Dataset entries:
# # # # #

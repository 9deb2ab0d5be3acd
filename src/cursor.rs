//! The generic lazy traversal engine (C5).
//!
//! Every variable-length or sentinel-terminated PE table — section headers,
//! import descriptors, thunks, relocation blocks, debug directories,
//! exception entries, TLS callbacks — is walked by the same engine: an
//! element reader, an advance step, and a stop test, closed over whatever
//! runtime parameters that particular table needs (a directory size, a
//! "table present" flag, ...).
//!
//! The original this crate is grounded on (`examples/original_source/`)
//! expresses the four policies as template parameter *types*. Rust has no
//! direct equivalent that isn't its own small ecosystem of traits, and the
//! spec's design notes call that out explicitly: here the same shape is
//! driven by two closures instead, per spec.md §9 ("Re-implement as a single
//! generic traversal driven by a pair of closures").

use std::ops::{Add, Sub};

use crate::error::Result;

/// A lazy, single-pass, forward-only cursor over one PE table.
///
/// Cloning a table accessor (e.g. calling `image.section_headers()` twice)
/// produces two independent cursors starting at the same `begin` offset, so
/// iteration is restartable (testable property #5 in spec.md §8).
pub struct EntryCursor<'img, O, T> {
    read_value: Box<dyn Fn(O) -> Result<T> + 'img>,
    advance: Box<dyn Fn(&T, O) -> O + 'img>,
    is_end: Box<dyn Fn(Option<&T>, i64) -> bool + 'img>,
    begin: O,
    offset: O,
    memo: Option<Result<T>>,
    done: bool,
}

impl<'img, O, T> EntryCursor<'img, O, T>
where
    O: Copy + Add<i64, Output = O> + Sub<Output = i64>,
{
    /// Builds a cursor starting at `begin`.
    ///
    /// - `read_value` decodes the element at a given offset.
    /// - `advance` computes the next element's offset given the current
    ///   element and offset (fixed stride, or — for base-relocation blocks —
    ///   a stride that depends on the just-read element).
    /// - `is_end` decides whether the cursor has reached its end, given the
    ///   most recently read element (`None` before the first read) and the
    ///   number of bytes consumed since `begin`.
    pub fn new(
        begin: O,
        read_value: impl Fn(O) -> Result<T> + 'img,
        advance: impl Fn(&T, O) -> O + 'img,
        is_end: impl Fn(Option<&T>, i64) -> bool + 'img,
    ) -> Self {
        Self {
            read_value: Box::new(read_value),
            advance: Box::new(advance),
            is_end: Box::new(is_end),
            begin,
            offset: begin,
            memo: None,
            done: false,
        }
    }

    /// A cursor that yields nothing — used when a directory is absent or a
    /// referenced table failed to translate.
    pub fn empty(begin: O) -> Self
    where
        T: 'img,
    {
        Self::new(begin, |_| unreachable!("empty cursor never reads"), |_, o| o, |_, _| true)
    }

    fn consumed(&self) -> i64 {
        self.offset - self.begin
    }
}

impl<'img, O, T> Iterator for EntryCursor<'img, O, T>
where
    O: Copy + Add<i64, Output = O> + Sub<Output = i64>,
    T: Clone,
{
    type Item = Result<T>;

    fn next(&mut self) -> Option<Self::Item> {
        if self.done {
            return None;
        }

        // Cheap pre-read check first: distance- and flag-based stop
        // conditions need no decoded value at all, and must short-circuit
        // before we attempt to read an element that may not exist (e.g. an
        // empty cursor over an absent table).
        if (self.is_end)(None, self.consumed()) {
            self.done = true;
            return None;
        }

        if self.memo.is_none() {
            self.memo = Some((self.read_value)(self.offset));
        }

        let at_end = match &self.memo {
            Some(Ok(value)) => (self.is_end)(Some(value), self.consumed()),
            Some(Err(_)) => false,
            None => unreachable!(),
        };
        if at_end {
            self.done = true;
            return None;
        }

        let current = self.memo.take().unwrap();
        if let Ok(value) = &current {
            self.offset = (self.advance)(value, self.offset);
        } else {
            self.done = true;
        }
        Some(current)
    }
}

/// Adapts an [`EntryCursor`] (or any iterator) through a mapping closure,
/// mirroring the original's `TransformRange` — used to turn raw WORD
/// type/offset pairs into [`crate::relocation::RelocationEntry`] records and
/// raw thunks into [`crate::import::ImportEntry`] values.
pub struct TransformCursor<I, F> {
    inner: I,
    f: F,
}

impl<I, F> TransformCursor<I, F> {
    /// Wraps `inner`, applying `f` to each successfully decoded element.
    pub fn new(inner: I, f: F) -> Self {
        Self { inner, f }
    }
}

impl<I, F, T, U> Iterator for TransformCursor<I, F>
where
    I: Iterator<Item = Result<T>>,
    F: FnMut(T) -> Result<U>,
{
    type Item = Result<U>;

    fn next(&mut self) -> Option<Self::Item> {
        match self.inner.next()? {
            Ok(value) => Some((self.f)(value)),
            Err(e) => Some(Err(e)),
        }
    }
}

#[cfg(test)]
mod tests {
    use super::*;

    #[test]
    fn fixed_stride_cursor_stops_at_declared_length() {
        let data = [10u32, 20, 30, 40];
        let cursor: EntryCursor<i64, u32> = EntryCursor::new(
            0,
            |offset: i64| Ok(data[offset as usize / 4]),
            |_, o| o + 4,
            |_, consumed| consumed >= 12, // 3 elements * 4 bytes
        );
        let values: Vec<u32> = cursor.map(Result::unwrap).collect();
        assert_eq!(values, vec![10, 20, 30]);
    }

    #[test]
    fn sentinel_cursor_stops_on_zero() {
        let data = [5i64, 7, 0, 99];
        let cursor: EntryCursor<i64, i64> = EntryCursor::new(
            0,
            |offset: i64| Ok(data[offset as usize]),
            |_, o| o + 1,
            |value, _| matches!(value, Some(0)),
        );
        let values: Vec<i64> = cursor.map(Result::unwrap).collect();
        assert_eq!(values, vec![5, 7]);
    }

    #[test]
    fn cursor_is_restartable() {
        let make = || {
            let data = [1u8, 2, 3];
            EntryCursor::<i64, u8>::new(
                0,
                move |offset: i64| Ok(data[offset as usize]),
                |_, o| o + 1,
                |_, consumed| consumed >= 3,
            )
        };
        let first: Vec<u8> = make().map(Result::unwrap).collect();
        let second: Vec<u8> = make().map(Result::unwrap).collect();
        assert_eq!(first, second);
    }
}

# # # # #

* [Task statement] Where does "given" appear in the records above? Copy every line that has it.

* [Solution]
    /// - `read_value` decodes the element at a given offset.
    /// - `advance` computes the next element's offset given the current
    /// - `is_end` decides whether the cursor has reached its end, given the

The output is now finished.